> **RECORD EXCERPTS**:

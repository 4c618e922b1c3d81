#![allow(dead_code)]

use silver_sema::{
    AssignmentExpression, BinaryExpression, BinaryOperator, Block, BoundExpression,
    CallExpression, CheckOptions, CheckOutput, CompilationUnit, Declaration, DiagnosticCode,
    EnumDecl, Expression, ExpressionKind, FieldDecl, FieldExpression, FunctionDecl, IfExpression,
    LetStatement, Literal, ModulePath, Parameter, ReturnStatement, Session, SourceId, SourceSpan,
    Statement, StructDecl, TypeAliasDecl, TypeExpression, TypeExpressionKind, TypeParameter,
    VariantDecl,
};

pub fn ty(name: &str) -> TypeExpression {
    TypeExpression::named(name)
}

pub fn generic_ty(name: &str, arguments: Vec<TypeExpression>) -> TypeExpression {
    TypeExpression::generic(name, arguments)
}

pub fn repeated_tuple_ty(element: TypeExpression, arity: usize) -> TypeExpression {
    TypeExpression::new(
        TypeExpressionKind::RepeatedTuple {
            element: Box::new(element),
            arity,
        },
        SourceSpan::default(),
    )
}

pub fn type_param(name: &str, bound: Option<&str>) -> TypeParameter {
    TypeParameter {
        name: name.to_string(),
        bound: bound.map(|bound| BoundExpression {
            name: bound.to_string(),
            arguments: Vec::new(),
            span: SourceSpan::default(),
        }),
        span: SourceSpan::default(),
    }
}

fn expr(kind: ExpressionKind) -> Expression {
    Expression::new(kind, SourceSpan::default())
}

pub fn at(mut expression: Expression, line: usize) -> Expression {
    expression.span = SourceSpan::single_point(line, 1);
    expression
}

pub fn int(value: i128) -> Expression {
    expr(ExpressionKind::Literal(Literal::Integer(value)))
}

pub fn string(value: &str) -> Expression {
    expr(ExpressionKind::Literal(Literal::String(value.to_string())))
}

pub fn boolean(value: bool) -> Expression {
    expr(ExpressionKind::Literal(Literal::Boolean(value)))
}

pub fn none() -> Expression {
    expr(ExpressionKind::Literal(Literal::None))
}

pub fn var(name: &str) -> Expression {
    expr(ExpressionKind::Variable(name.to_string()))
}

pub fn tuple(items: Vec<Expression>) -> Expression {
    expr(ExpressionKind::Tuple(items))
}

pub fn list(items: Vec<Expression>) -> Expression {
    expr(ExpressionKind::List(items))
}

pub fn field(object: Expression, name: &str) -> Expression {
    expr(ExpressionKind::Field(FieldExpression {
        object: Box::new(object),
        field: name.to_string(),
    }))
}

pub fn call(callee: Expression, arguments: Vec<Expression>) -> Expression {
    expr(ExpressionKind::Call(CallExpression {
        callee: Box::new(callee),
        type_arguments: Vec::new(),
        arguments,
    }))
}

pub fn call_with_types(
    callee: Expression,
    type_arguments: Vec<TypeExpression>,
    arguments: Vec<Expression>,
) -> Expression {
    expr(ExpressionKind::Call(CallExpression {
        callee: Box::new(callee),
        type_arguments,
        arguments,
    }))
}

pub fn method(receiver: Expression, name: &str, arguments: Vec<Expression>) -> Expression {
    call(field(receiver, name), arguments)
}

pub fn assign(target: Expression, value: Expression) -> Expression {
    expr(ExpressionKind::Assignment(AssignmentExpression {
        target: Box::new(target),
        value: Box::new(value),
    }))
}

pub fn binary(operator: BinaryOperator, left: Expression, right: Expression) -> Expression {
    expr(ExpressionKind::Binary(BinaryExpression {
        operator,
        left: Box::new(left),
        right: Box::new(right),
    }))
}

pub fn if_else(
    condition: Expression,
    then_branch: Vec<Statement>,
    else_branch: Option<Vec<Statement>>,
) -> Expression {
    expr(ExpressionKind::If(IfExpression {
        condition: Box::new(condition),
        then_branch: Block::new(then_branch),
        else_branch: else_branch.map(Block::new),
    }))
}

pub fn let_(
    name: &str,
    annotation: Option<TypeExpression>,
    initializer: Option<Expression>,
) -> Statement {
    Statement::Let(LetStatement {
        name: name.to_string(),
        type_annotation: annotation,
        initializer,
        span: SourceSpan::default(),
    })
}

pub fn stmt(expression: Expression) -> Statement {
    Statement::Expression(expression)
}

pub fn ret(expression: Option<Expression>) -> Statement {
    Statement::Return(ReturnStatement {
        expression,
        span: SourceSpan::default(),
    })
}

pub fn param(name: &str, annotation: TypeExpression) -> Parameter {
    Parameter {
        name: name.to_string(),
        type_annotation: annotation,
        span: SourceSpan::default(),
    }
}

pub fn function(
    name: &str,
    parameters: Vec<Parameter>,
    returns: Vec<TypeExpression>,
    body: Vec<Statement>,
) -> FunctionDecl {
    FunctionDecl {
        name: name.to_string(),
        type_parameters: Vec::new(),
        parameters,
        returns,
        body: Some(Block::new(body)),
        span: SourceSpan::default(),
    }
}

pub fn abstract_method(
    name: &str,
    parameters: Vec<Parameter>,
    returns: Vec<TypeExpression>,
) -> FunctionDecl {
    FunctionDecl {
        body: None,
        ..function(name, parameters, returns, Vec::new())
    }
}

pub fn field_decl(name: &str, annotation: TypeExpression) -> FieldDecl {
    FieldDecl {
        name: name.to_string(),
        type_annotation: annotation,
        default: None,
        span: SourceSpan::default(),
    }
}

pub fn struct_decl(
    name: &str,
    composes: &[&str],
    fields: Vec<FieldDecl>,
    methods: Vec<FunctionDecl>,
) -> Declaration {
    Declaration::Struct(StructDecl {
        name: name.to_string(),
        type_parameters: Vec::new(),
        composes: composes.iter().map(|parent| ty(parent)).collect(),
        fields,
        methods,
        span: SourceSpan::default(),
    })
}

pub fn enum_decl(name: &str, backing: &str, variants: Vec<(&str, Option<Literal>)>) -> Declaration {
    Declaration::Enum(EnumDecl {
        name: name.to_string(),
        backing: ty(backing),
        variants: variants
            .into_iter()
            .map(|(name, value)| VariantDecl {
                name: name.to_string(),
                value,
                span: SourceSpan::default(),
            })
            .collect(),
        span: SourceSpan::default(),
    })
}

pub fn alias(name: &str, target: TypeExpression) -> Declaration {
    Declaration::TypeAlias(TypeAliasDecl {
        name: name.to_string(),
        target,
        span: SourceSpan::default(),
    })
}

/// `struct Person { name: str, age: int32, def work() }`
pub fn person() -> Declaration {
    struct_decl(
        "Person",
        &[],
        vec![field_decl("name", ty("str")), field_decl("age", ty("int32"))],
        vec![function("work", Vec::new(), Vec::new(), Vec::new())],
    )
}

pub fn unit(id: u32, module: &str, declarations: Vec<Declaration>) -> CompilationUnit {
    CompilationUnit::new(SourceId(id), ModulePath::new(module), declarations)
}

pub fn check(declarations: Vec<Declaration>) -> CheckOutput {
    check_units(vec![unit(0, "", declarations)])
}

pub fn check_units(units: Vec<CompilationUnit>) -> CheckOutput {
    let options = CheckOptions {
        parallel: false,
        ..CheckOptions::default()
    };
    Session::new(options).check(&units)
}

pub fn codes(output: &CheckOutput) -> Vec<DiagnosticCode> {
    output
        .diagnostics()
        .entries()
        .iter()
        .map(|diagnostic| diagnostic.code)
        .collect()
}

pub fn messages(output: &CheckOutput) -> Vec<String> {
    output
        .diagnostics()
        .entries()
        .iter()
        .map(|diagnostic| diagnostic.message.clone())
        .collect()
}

> **WHAT YOU WILL DO**: Look through the listing above and copy each line where the string "backing" occurs.

> **RESPONSE**:
pub fn enum_decl(name: &str, backing: &str, variants: Vec<(&str, Option<Literal>)>) -> Declaration {
        backing: ty(backing),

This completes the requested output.